YOU DON’T HAVE TO YELL
By Becky Mansfield
So, if I can open up completely, I’ll tell you that when I yell, it is ALWAYS because something ELSE is stressing me out.
Example: I remember when I was throwing Allie’s birthday party. It was for only a handful of kids, but all of her friends’ parents were coming over. I had been so busy doing fun things for her party that I didn’t really clean up that day. I try to keep our house clean, so when it looks messy, it drives me crazy!
So… two hours before the party, my four children were running around, playing, but leaving little trails of mess behind them. Finally, I just yelled, “Will you guys please stop and help me?!”
I can tell you that the look on their faces said it all. I was hit with guilt and felt ashamed. One thing that I strive for is a good relationship with my family. I truly think that when kids respect you, they do what you ask.
I have never had an issue with having to repeat myself too much or having our kids refuse to do things. They don’t talk back or argue (well, once in a while they do). I attribute it to the fact that I treat them with respect and they do the same.
I would never yell at a friend, so why did I think that it was OK to yell at my family, the people that I love the most? Honestly, I rarely raise my voice. I’ve just never been a yeller, but this day was different and I felt awful because of it. I don’t want to yell at our kids. Our children look at us with such love and admiration – they listen to every word that we say and they take it to heart. Knowing that I’d let them down just felt… awful.
I had to try to figure out why I was yelling in the first place. I realized that I can control my temper by controlling the other things around me.
When our house is clean and organized: BAM. I’m calm.
When things are in their place: BAM. I’m calm.
I know that I shouldn’t let other things control how I act with my family, but sometimes I do.
It’s funny – if Mickey raises his voice, I can almost guarantee it is because we are late to be somewhere. While I never mind being late (sorry!), it drives Mickey up the wall! So, if you come to our house at 9:20 on a Sunday morning and our van is still home… I can promise you that there is a grown man inside, pacing back and forth, trying not to yell “PUT YOUR SHOES ON!” 🙂 LOL.
To help me keep things organized, I do things:
1. I keep the house clean (and the kids help!)
The kids help me clean the house and this is how I do it. It is my little trick that has been working WONDERS. It’s the best thing we’ve done and I don’t think I’ll ever go back to any other way. You can find out more here.
2. I declutter our house.
I keep it clutter-free because clutter=stress. (It’s proven!)

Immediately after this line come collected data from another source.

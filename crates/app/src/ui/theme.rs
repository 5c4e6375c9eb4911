use ratatui::style::Color;

#[derive(Debug, Clone, Copy)]
pub struct Theme {
    pub text: Color,
    pub dim: Color,
    pub accent: Color,
    pub positive: Color,
    pub error: Color,
}

impl Default for Theme {
    fn default() -> Self {
        Self {
            text: Color::Rgb(220, 220, 220),
            dim: Color::Rgb(140, 140, 140),
            accent: Color::Rgb(80, 160, 160),
            positive: Color::Rgb(120, 180, 100),
            error: Color::Rgb(200, 80, 80),
        }
    }
}
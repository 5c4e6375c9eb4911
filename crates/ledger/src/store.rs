//! Persistence backends for the ledger.
//!
//! The contract is whole-collection replace: `save` rewrites the full record
//! list as one JSON array under a single key, `load` reads it back. There is
//! no partial update and no append log, so a crash between a failed save and
//! the next successful one loses the most recent appends.

use std::{
    future::Future,
    path::{Path, PathBuf},
    sync::Mutex,
};

use crate::{error::StoreError, record::Record};

/// Key the serialized array lives under; the file-backed store materializes
/// it as `<data_dir>/expenses.json`.
pub const LEDGER_KEY: &str = "expenses";

/// A durable key-value backend holding the serialized record collection.
pub trait Store {
    /// Read the previously saved collection. `None` means no prior data.
    fn load(&self) -> impl Future<Output = Result<Option<Vec<Record>>, StoreError>> + Send;

    /// Durably replace any prior content with `records`, preserving order.
    fn save(&self, records: &[Record]) -> impl Future<Output = Result<(), StoreError>> + Send;
}

/// File-backed store: one pretty-printed JSON array kept in a single file
/// inside the data directory.
#[derive(Clone, Debug)]
pub struct JsonStore {
    path: PathBuf,
}

impl JsonStore {
    pub fn new<P: AsRef<Path>>(data_dir: P) -> Self {
        Self {
            path: data_dir.as_ref().join(format!("{LEDGER_KEY}.json")),
        }
    }

    /// Path of the backing blob, mostly useful in logs.
    pub fn path(&self) -> &Path {
        &self.path
    }
}

impl Store for JsonStore {
    async fn load(&self) -> Result<Option<Vec<Record>>, StoreError> {
        let content = match tokio::fs::read_to_string(&self.path).await {
            Ok(content) => content,
            Err(err) if err.kind() == std::io::ErrorKind::NotFound => return Ok(None),
            Err(err) => return Err(err.into()),
        };
        let records = serde_json::from_str(&content)?;
        Ok(Some(records))
    }

    async fn save(&self, records: &[Record]) -> Result<(), StoreError> {
        if let Some(parent) = self.path.parent() {
            tokio::fs::create_dir_all(parent).await?;
        }
        let payload = serde_json::to_string_pretty(records)?;
        tokio::fs::write(&self.path, payload).await?;
        tracing::debug!("saved {} records to {}", records.len(), self.path.display());
        Ok(())
    }
}

/// Ephemeral store keeping the blob in memory. Nothing survives the process;
/// backs the `memory` storage mode and the test suite.
#[derive(Debug, Default)]
pub struct MemoryStore {
    records: Mutex<Option<Vec<Record>>>,
}

impl MemoryStore {
    pub fn new() -> Self {
        Self::default()
    }
}

impl Store for MemoryStore {
    async fn load(&self) -> Result<Option<Vec<Record>>, StoreError> {
        let records = self.records.lock().unwrap_or_else(|err| err.into_inner());
        Ok(records.clone())
    }

    async fn save(&self, records: &[Record]) -> Result<(), StoreError> {
        let mut slot = self.records.lock().unwrap_or_else(|err| err.into_inner());
        *slot = Some(records.to_vec());
        Ok(())
    }
}
pub mod keymap;

mod terminal;
mod theme;

use ledger::Store;
use ratatui::{
    Frame,
    layout::{Constraint, Direction, Layout, Rect},
    style::{Modifier, Style},
    text::{Line, Span},
    widgets::{Block, Borders, List, ListItem, Paragraph},
};

use crate::app::{App, Field, ToastLevel, ToastState};

pub use terminal::{AppTerminal as Terminal, restore_terminal, setup_terminal};
pub use theme::Theme;

pub fn render<S: Store>(frame: &mut Frame<'_>, app: &App<S>) {
    let theme = Theme::default();
    let area = frame.area();

    // Main layout: header, entry form, total, expense list, bottom bar
    let layout = Layout::default()
        .direction(Direction::Vertical)
        .constraints([
            Constraint::Length(1), // Header
            Constraint::Length(6), // Entry form (two fields)
            Constraint::Length(1), // Running total
            Constraint::Min(0),    // Expense list
            Constraint::Length(1), // Bottom bar
        ])
        .split(area);

    render_header(frame, layout[0], &theme);
    render_form(frame, layout[1], app, &theme);
    render_total(frame, layout[2], app, &theme);
    render_list(frame, layout[3], app, &theme);
    render_bottom_bar(frame, layout[4], &theme);
    render_toast(frame, area, app.toast.as_ref(), &theme);
}

fn render_header(frame: &mut Frame<'_>, area: Rect, theme: &Theme) {
    let line = Line::from(Span::styled(
        " Notaspese",
        Style::default()
            .fg(theme.accent)
            .add_modifier(Modifier::BOLD),
    ));
    frame.render_widget(Paragraph::new(line), area);
}

fn render_form<S: Store>(frame: &mut Frame<'_>, area: Rect, app: &App<S>, theme: &Theme) {
    let rows = Layout::default()
        .direction(Direction::Vertical)
        .constraints([Constraint::Length(3), Constraint::Length(3)])
        .split(area);

    render_input(
        frame,
        rows[0],
        "Name",
        &app.form.name,
        app.form.focus == Field::Name,
        theme,
    );
    render_input(
        frame,
        rows[1],
        "Amount",
        &app.form.amount,
        app.form.focus == Field::Amount,
        theme,
    );
}

fn render_input(
    frame: &mut Frame<'_>,
    area: Rect,
    title: &str,
    value: &str,
    focused: bool,
    theme: &Theme,
) {
    let border = if focused {
        Style::default().fg(theme.accent)
    } else {
        Style::default().fg(theme.dim)
    };
    let block = Block::default()
        .borders(Borders::ALL)
        .border_style(border)
        .title(title);

    let mut text = value.to_string();
    if focused {
        text.push('▏');
    }
    let content = Paragraph::new(Line::from(text)).style(Style::default().fg(theme.text));
    frame.render_widget(content.block(block), area);
}

fn render_total<S: Store>(frame: &mut Frame<'_>, area: Rect, app: &App<S>, theme: &Theme) {
    let line = Line::from(vec![
        Span::styled(" Total: ", Style::default().fg(theme.dim)),
        Span::styled(
            format!("{:.2}", app.total()),
            Style::default()
                .fg(theme.text)
                .add_modifier(Modifier::BOLD),
        ),
    ]);
    frame.render_widget(Paragraph::new(line), area);
}

fn render_list<S: Store>(frame: &mut Frame<'_>, area: Rect, app: &App<S>, theme: &Theme) {
    let items: Vec<ListItem> = app
        .records()
        .iter()
        .map(|record| {
            ListItem::new(Line::from(vec![
                Span::styled(record.name.clone(), Style::default().fg(theme.text)),
                Span::raw("  "),
                Span::styled(
                    format!("{:.2}", record.amount),
                    Style::default().fg(theme.dim),
                ),
            ]))
        })
        .collect();

    let block = Block::default()
        .borders(Borders::ALL)
        .border_style(Style::default().fg(theme.dim))
        .title("Expenses");
    frame.render_widget(List::new(items).block(block), area);
}

fn render_bottom_bar(frame: &mut Frame<'_>, area: Rect, theme: &Theme) {
    let line = Line::from(vec![
        Span::styled(" Tab", Style::default().fg(theme.accent)),
        Span::raw(" field  "),
        Span::styled("Enter", Style::default().fg(theme.accent)),
        Span::raw(" add  "),
        Span::styled("Esc", Style::default().fg(theme.accent)),
        Span::raw(" quit"),
    ]);
    frame.render_widget(Paragraph::new(line).style(Style::default().fg(theme.dim)), area);
}

fn render_toast(frame: &mut Frame<'_>, area: Rect, toast: Option<&ToastState>, theme: &Theme) {
    let Some(toast) = toast else {
        return;
    };
    let width = (toast.message.len() + 4).min(area.width as usize) as u16;
    let height = 3u16;
    let x = area.x + area.width.saturating_sub(width);
    let y = area
        .y
        .saturating_add(area.height.saturating_sub(height + 1));
    let rect = Rect {
        x,
        y,
        width,
        height,
    };

    let style = match toast.level {
        ToastLevel::Success => Style::default().fg(theme.positive),
        ToastLevel::Error => Style::default().fg(theme.error),
    };

    let block = Block::default().borders(Borders::ALL).border_style(style);
    let content = Paragraph::new(Line::from(toast.message.as_str())).style(style);
    frame.render_widget(content.block(block), rect);
}
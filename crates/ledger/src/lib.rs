//! In-memory expense ledger with write-through persistence.
//!
//! [`Ledger`] owns the ordered record collection. It is seeded from a
//! [`Store`] when opened and rewrites the whole collection through the store
//! after every append; reads never touch the store. All mutation goes
//! through [`Ledger::add_expense`], which validates the raw user input
//! before anything changes.

use tokio::sync::broadcast;

pub use error::{StoreError, ValidationError};
pub use events::LedgerEvent;
pub use record::Record;
pub use store::{JsonStore, LEDGER_KEY, MemoryStore, Store};

mod error;
mod events;
mod record;
mod store;

/// The authoritative expense collection and its persistence hook.
///
/// One instance per process, driven from a single task: `&mut self` on the
/// only mutating operation keeps appends serialized without internal locks.
#[derive(Debug)]
pub struct Ledger<S: Store> {
    records: Vec<Record>,
    store: S,
    events: broadcast::Sender<LedgerEvent>,
    startup_error: Option<StoreError>,
}

impl<S: Store> Ledger<S> {
    /// Seed a ledger from `store`.
    ///
    /// Never fails the caller: no prior data starts the ledger empty, and a
    /// load error does too. The error is logged, kept readable through
    /// [`Ledger::startup_error`] and the ledger stays fully usable.
    pub async fn open(store: S) -> Ledger<S> {
        let (records, startup_error) = match store.load().await {
            Ok(Some(records)) => (records, None),
            Ok(None) => (Vec::new(), None),
            Err(err) => {
                tracing::warn!("failed to load stored expenses, starting empty: {err}");
                (Vec::new(), Some(err))
            }
        };
        tracing::debug!("ledger opened with {} records", records.len());

        Ledger {
            records,
            store,
            events: events::channel(),
            startup_error,
        }
    }

    /// Validate raw user input and append a new expense.
    ///
    /// Both fields arrive as typed text. The trimmed name must be non-empty
    /// and the amount must parse to a finite number; any rejection leaves
    /// the ledger untouched. A successful append rewrites the whole
    /// collection through the store. A failed save is NOT rolled back: the
    /// record stays visible, the failure goes out as
    /// [`LedgerEvent::SaveFailed`] and the call still returns `Ok`.
    pub async fn add_expense(
        &mut self,
        name: &str,
        amount: &str,
    ) -> Result<&Record, ValidationError> {
        let name = name.trim();
        if name.is_empty() {
            return Err(ValidationError::EmptyName);
        }
        let raw_amount = amount.trim();
        if raw_amount.is_empty() {
            return Err(ValidationError::EmptyAmount);
        }
        let amount: f64 = raw_amount
            .parse()
            .map_err(|_| ValidationError::InvalidAmount(raw_amount.to_string()))?;
        if !amount.is_finite() {
            return Err(ValidationError::InvalidAmount(raw_amount.to_string()));
        }

        let record = Record::new(name.to_string(), amount);
        debug_assert!(
            self.records.iter().all(|existing| existing.id != record.id),
            "duplicate record id {}",
            record.id
        );
        tracing::debug!("appending expense {record}");
        self.records.push(record);

        if let Err(err) = self.store.save(&self.records).await {
            tracing::warn!("failed to persist {} records: {err}", self.records.len());
            let _ = self.events.send(LedgerEvent::SaveFailed(err.to_string()));
        }
        let _ = self.events.send(LedgerEvent::Changed);

        Ok(&self.records[self.records.len() - 1])
    }

    /// Current records, oldest first. The slice is a read-only view;
    /// mutation goes through [`Ledger::add_expense`] only.
    pub fn records(&self) -> &[Record] {
        &self.records
    }

    /// Sum of all amounts, recomputed in insertion order on every call.
    pub fn total(&self) -> f64 {
        self.records.iter().map(|record| record.amount).sum()
    }

    /// Subscribe to change and storage-failure notifications.
    pub fn subscribe(&self) -> broadcast::Receiver<LedgerEvent> {
        self.events.subscribe()
    }

    /// Load error swallowed while opening, if any. The ledger started empty
    /// and keeps working; the caller decides how loudly to warn.
    pub fn startup_error(&self) -> Option<&StoreError> {
        self.startup_error.as_ref()
    }
}

#[cfg(test)]
mod tests {
    use super::*;

    async fn ledger() -> Ledger<MemoryStore> {
        Ledger::open(MemoryStore::new()).await
    }

    #[tokio::test]
    async fn add_expense() {
        let mut ledger = ledger().await;
        ledger.add_expense("Coffee", "3.50").await.unwrap();
        let record = &ledger.records()[0];

        assert_eq!(record.name, "Coffee");
        assert_eq!(record.amount, 3.50);
        assert_eq!(ledger.total(), 3.50);
    }

    #[tokio::test]
    async fn add_expense_trims_input() {
        let mut ledger = ledger().await;
        ledger.add_expense("  Coffee  ", "  3.50  ").await.unwrap();

        assert_eq!(ledger.records()[0].name, "Coffee");
        assert_eq!(ledger.records()[0].amount, 3.50);
    }

    #[tokio::test]
    async fn negative_amounts_are_permitted() {
        let mut ledger = ledger().await;
        ledger.add_expense("Coffee", "3.50").await.unwrap();
        ledger.add_expense("Refund", "-3.50").await.unwrap();

        assert_eq!(ledger.records().len(), 2);
        assert_eq!(ledger.total(), 0.0);
    }

    #[tokio::test]
    async fn rejects_blank_name() {
        let mut ledger = ledger().await;
        let err = ledger.add_expense("   ", "10").await.unwrap_err();

        assert_eq!(err, ValidationError::EmptyName);
        assert!(ledger.records().is_empty());
    }

    #[tokio::test]
    async fn rejects_non_finite_amount() {
        let mut ledger = ledger().await;

        for raw in ["NaN", "inf", "-inf"] {
            let err = ledger.add_expense("Coffee", raw).await.unwrap_err();
            assert_eq!(err, ValidationError::InvalidAmount(raw.to_string()));
        }
        assert!(ledger.records().is_empty());
        assert_eq!(ledger.total(), 0.0);
    }
}
//! Change notifications published by the ledger.
//!
//! Best-effort fan-out: slow readers miss events instead of blocking the
//! ledger, and publishing with no subscribers is a no-op.

use tokio::sync::broadcast;

const CHANNEL_CAPACITY: usize = 16;

/// What happened inside the ledger.
#[derive(Clone, Debug, PartialEq, Eq)]
pub enum LedgerEvent {
    /// A record was appended; readers should repaint the list and total.
    Changed,
    /// The write-through save failed. The in-memory state stays ahead of
    /// the persisted blob until the next successful save.
    SaveFailed(String),
}

pub(crate) fn channel() -> broadcast::Sender<LedgerEvent> {
    broadcast::channel(CHANNEL_CAPACITY).0
}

I do this by taking my own declutter challenge. I eventually put it on the blog because I wanted other people to be able to take it, too. It is 7 days of decluttering. You essentially clean, organize & free up your home from clutter. You can see it here.
3. I keep a planner.
It has routines, times, numbers, debt info, passwords, meal plans, menu items, grocery lists, etc… all in ONE binder. It makes our life so much easier!
I finally hired a designer to make it look a little nicer (lol) and put it on the blog. I use it every single day and so does my family. They know to look in there for information and where to add their own things. You can find that here.
4. I remind myself every single day:
The days are slow, but the years fly by. I want every moment in our home to be something that they can look back on with fond memories. I want them to tell their children, “This is a song that my mom used to sing to me.”
Just the other day (another story coming), our oldest son, Jack, was going to bed. I was tucking him in and he said, “Can you sing me Toora Loora Loora and that other one that Great Grandma sang to Gi (my mom) and Gi sang to you, the one about ‘Playmate, come out and play with me?'” You could have knocked me over. This child has not wanted me to sing him a song in probably four years.
I sang my little heart out for him, as I stroked his hair and hugged him. One day, very very soon, he will not want me to sing to him. I know these things are coming, so I soak them in now. I work on the relationship now that will bond my children and me forever. I want them to WANT to come home in 20 years – bringing their kids to visit me, joining me for a trip to get ice cream or to sitting with me while we both get pedicures (Allie and I will do this one day), or even just stop to have their dad help them fix something on the car.
Ok.. I’ve rambled on enough for today. I just wanted to remind you that we are all human and we lose our tempers at times. So let us find the culprit and knock it out. 🙂 If it is decluttering or organizing, I hope that those little tools help.
Have a fantastic day!
Give your kids a squeeze and make them laugh today.